Daly decided to look at what could be done with existing legislation - and made a stunning discovery... On studying the objectives of our insolvency law, with its more recent amendments, we realised that the intention of the legislation was in fact business rescue before liquidation.  It had simply become practiced in a different manner.

SA law in fact only needed a little tinkering to achieve this objective of business rescue.  Daly Inc drafted a formal proposal for business rescue that would utilise the current legislation - albeit clumsily - with minor amendments.

Mostly if would require a change in mind set from one of liquidation to one of recovery.  It wasn't flawless but it was workable as an interim measure and, more importantly, wouldn't take years to achieve.

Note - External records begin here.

mod common;

use common::TestApp;
use serde_json::json;
use uuid::Uuid;

#[tokio::test]
async fn create_class_enrolls_the_owner_as_manager() {
    let app = TestApp::spawn().await;
    let owner = Uuid::new_v4();

    let response = app
        .post("/api/v1/classes", owner)
        .json(&json!({"name": "Quantum Mechanics", "description": "Weekly seminar"}))
        .send()
        .await
        .unwrap();
    assert_eq!(response.status(), 201);

    let class: serde_json::Value = response.json().await.unwrap();
    let class_id: Uuid = class["class_id"].as_str().unwrap().parse().unwrap();
    assert_eq!(class["class_code"].as_str().unwrap().len(), 8);

    let membership = app
        .db
        .get_membership(owner, class_id)
        .await
        .unwrap()
        .expect("owner should be enrolled");
    assert!(membership.is_manager);
    assert!(membership.is_sponsored);

    app.cleanup().await;
}

#[tokio::test]
async fn get_class_reports_counts() {
    let app = TestApp::spawn().await;
    let owner = Uuid::new_v4();
    let member = Uuid::new_v4();
    let class = app.create_class(owner).await;
    app.enroll(member, class.class_id).await;

    let response = app
        .get(&format!("/api/v1/classes/{}", class.class_id), owner)
        .send()
        .await
        .unwrap();
    assert_eq!(response.status(), 200);

    let body: serde_json::Value = response.json().await.unwrap();
    assert_eq!(body["member_count"].as_i64().unwrap(), 2);
    assert_eq!(body["session_count"].as_i64().unwrap(), 0);

    app.cleanup().await;
}

#[tokio::test]
async fn joining_by_code_and_duplicate_join_conflicts() {
    let app = TestApp::spawn().await;
    let owner = Uuid::new_v4();
    let member = Uuid::new_v4();
    let class = app.create_class(owner).await;

    let response = app
        .post("/api/v1/classes/join", member)
        .json(&json!({"class_code": class.class_code}))
        .send()
        .await
        .unwrap();
    assert_eq!(response.status(), 201);

    let membership: serde_json::Value = response.json().await.unwrap();
    assert!(!membership["is_manager"].as_bool().unwrap());
    assert_eq!(membership["daily_token_limit"].as_i64().unwrap(), 1_000_000);

    let response = app
        .post("/api/v1/classes/join", member)
        .json(&json!({"class_code": class.class_code}))
        .send()
        .await
        .unwrap();
    assert_eq!(response.status(), 409);

    app.cleanup().await;
}

#[tokio::test]
async fn joining_with_a_bad_code_is_not_found() {
    let app = TestApp::spawn().await;
    let member = Uuid::new_v4();

    let response = app
        .post("/api/v1/classes/join", member)
        .json(&json!({"class_code": "DEADBEEF"}))
        .send()
        .await
        .unwrap();
    assert_eq!(response.status(), 404);

    app.cleanup().await;
}

#[tokio::test]
async fn non_members_cannot_see_a_class() {
    let app = TestApp::spawn().await;
    let owner = Uuid::new_v4();
    let stranger = Uuid::new_v4();
    let class = app.create_class(owner).await;

    let response = app
        .get(&format!("/api/v1/classes/{}", class.class_id), stranger)
        .send()
        .await
        .unwrap();
    assert_eq!(response.status(), 403);

    app.cleanup().await;
}

#[tokio::test]
async fn only_the_owner_deletes_a_class() {
    let app = TestApp::spawn().await;
    let owner = Uuid::new_v4();
    let member = Uuid::new_v4();
    let class = app.create_class(owner).await;
    app.enroll(member, class.class_id).await;

    let response = app
        .delete(&format!("/api/v1/classes/{}", class.class_id), member)
        .send()
        .await
        .unwrap();
    assert_eq!(response.status(), 403);

    let response = app
        .delete(&format!("/api/v1/classes/{}", class.class_id), owner)
        .send()
        .await
        .unwrap();
    assert_eq!(response.status(), 204);

    app.cleanup().await;
}

#[tokio::test]
async fn deleting_a_class_keeps_the_ledger() {
    let app = TestApp::spawn().await;
    let owner = Uuid::new_v4();
    let class = app.create_class(owner).await;

    // Complete one turn so a ledger row exists.
    let response = app
        .post("/api/v1/chat/sessions", owner)
        .json(&json!({"class_id": class.class_id, "title": "Before deletion"}))
        .send()
        .await
        .unwrap();
    let session: serde_json::Value = response.json().await.unwrap();
    let session_id = session["session_id"].as_str().unwrap();

    let response = app
        .post(&format!("/api/v1/chat/sessions/{}/messages", session_id), owner)
        .json(&json!({"content": "Remember this"}))
        .send()
        .await
        .unwrap();
    assert_eq!(response.status(), 200);

    let response = app
        .delete(&format!("/api/v1/classes/{}", class.class_id), owner)
        .send()
        .await
        .unwrap();
    assert_eq!(response.status(), 204);

    // Membership and sessions are gone, the ledger row survives.
    assert!(app
        .db
        .get_membership(owner, class.class_id)
        .await
        .unwrap()
        .is_none());
    let records = app
        .db
        .list_usage_records(owner, class.class_id)
        .await
        .unwrap();
    assert_eq!(records.len(), 1);

    app.cleanup().await;
}

#[tokio::test]
async fn list_classes_returns_only_mine() {
    let app = TestApp::spawn().await;
    let owner = Uuid::new_v4();
    let other = Uuid::new_v4();
    app.create_class(owner).await;
    app.create_class(other).await;

    let response = app.get("/api/v1/classes", owner).send().await.unwrap();
    let classes: Vec<serde_json::Value> = response.json().await.unwrap();
    assert_eq!(classes.len(), 1);

    app.cleanup().await;
}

We began discussions with various role-players - financial institutions, liquidators, chambers of commerce, several Government departments, the SA Revenue Service and Government ministers.

However, Daly initially encountered powerful vested interests within the private sector and his firm became fiercely unpopular, both with liquidators, who saw his crusade as an attack on their livelihood, and with some bank officials, who saw it as an indictment of their debt recovery practices.  No matter Government's sympathy for the concept the idea of business rescue would get nowhere without the active participation of the business sector. 

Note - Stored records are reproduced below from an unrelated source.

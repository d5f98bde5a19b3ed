//! Database service for study-service.

use crate::models::{
    membership::{
        DEFAULT_DAILY_TOKEN_LIMIT, DEFAULT_MAX_CONCURRENT_CHATS, DEFAULT_MONTHLY_TOKEN_LIMIT,
        DEFAULT_WEEKLY_TOKEN_LIMIT,
    },
    ChatMessage, ChatSession, Class, ClassDocument, ClassMembership, MembershipPatch,
    ProcessingStatus, RecordUsage, UsageRecord, UsageTracker,
};
use crate::services::metrics::DB_QUERY_DURATION;
use chrono::{DateTime, NaiveDate, Utc};
use service_core::error::AppError;
use sqlx::postgres::{PgConnection, PgPool, PgPoolOptions};
use std::time::Duration;
use tracing::{info, instrument};
use uuid::Uuid;

/// Database connection pool wrapper.
#[derive(Clone)]
pub struct Database {
    pool: PgPool,
}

A turnaround point came last year when - after a presentation of the reasoning behind the proposal by Daly - the Banking Council appointed a task team to study the Daly model.  The council endorsed it - with a few minor recommendations - as an interim measure only and insisted (quite rightly) that they wanted legislation separate from the Insolvency Act to protect themselves.  They then began lobbying Government with much more authority than Daly Inc could alone.

From the Government's side the response was inclusively sympathetic, with State law advisor Enver Daniels taking an active and positive role in the process.

Daniels proved to be enthusiastic and a two-fold strategy was set in motion: the Daly model was to be implemented as an interim measure and a task team appointed to draft the new legislation, with Daly Inc on the team, and part of the drafting process.

Just before the April election a meeting of the liquidation industry was called.  By then all opposition had melted away: the model was unanimously endorsed.  The interim model should be in place shortly and work on the final legislation has already begun.  Daniels, who has taken up the standard as the driving force, has promised a draft of the business rescue legislation before year-end.

ABASA - Association of Business Administrators of South Africa

In parallel to the dti and DoJ initiatives, and on request from government individuals, the South African industry formed the Task Group for Organising the Turnaround and Business Rescue Industries

As a result, ABASA - Association of Business Administrators of South Africa - was formed. 

ABASA will apply for legislation to give it regulatory powers over Business Administrators.  ABASA will set criteria for membership and have the power to discipline members.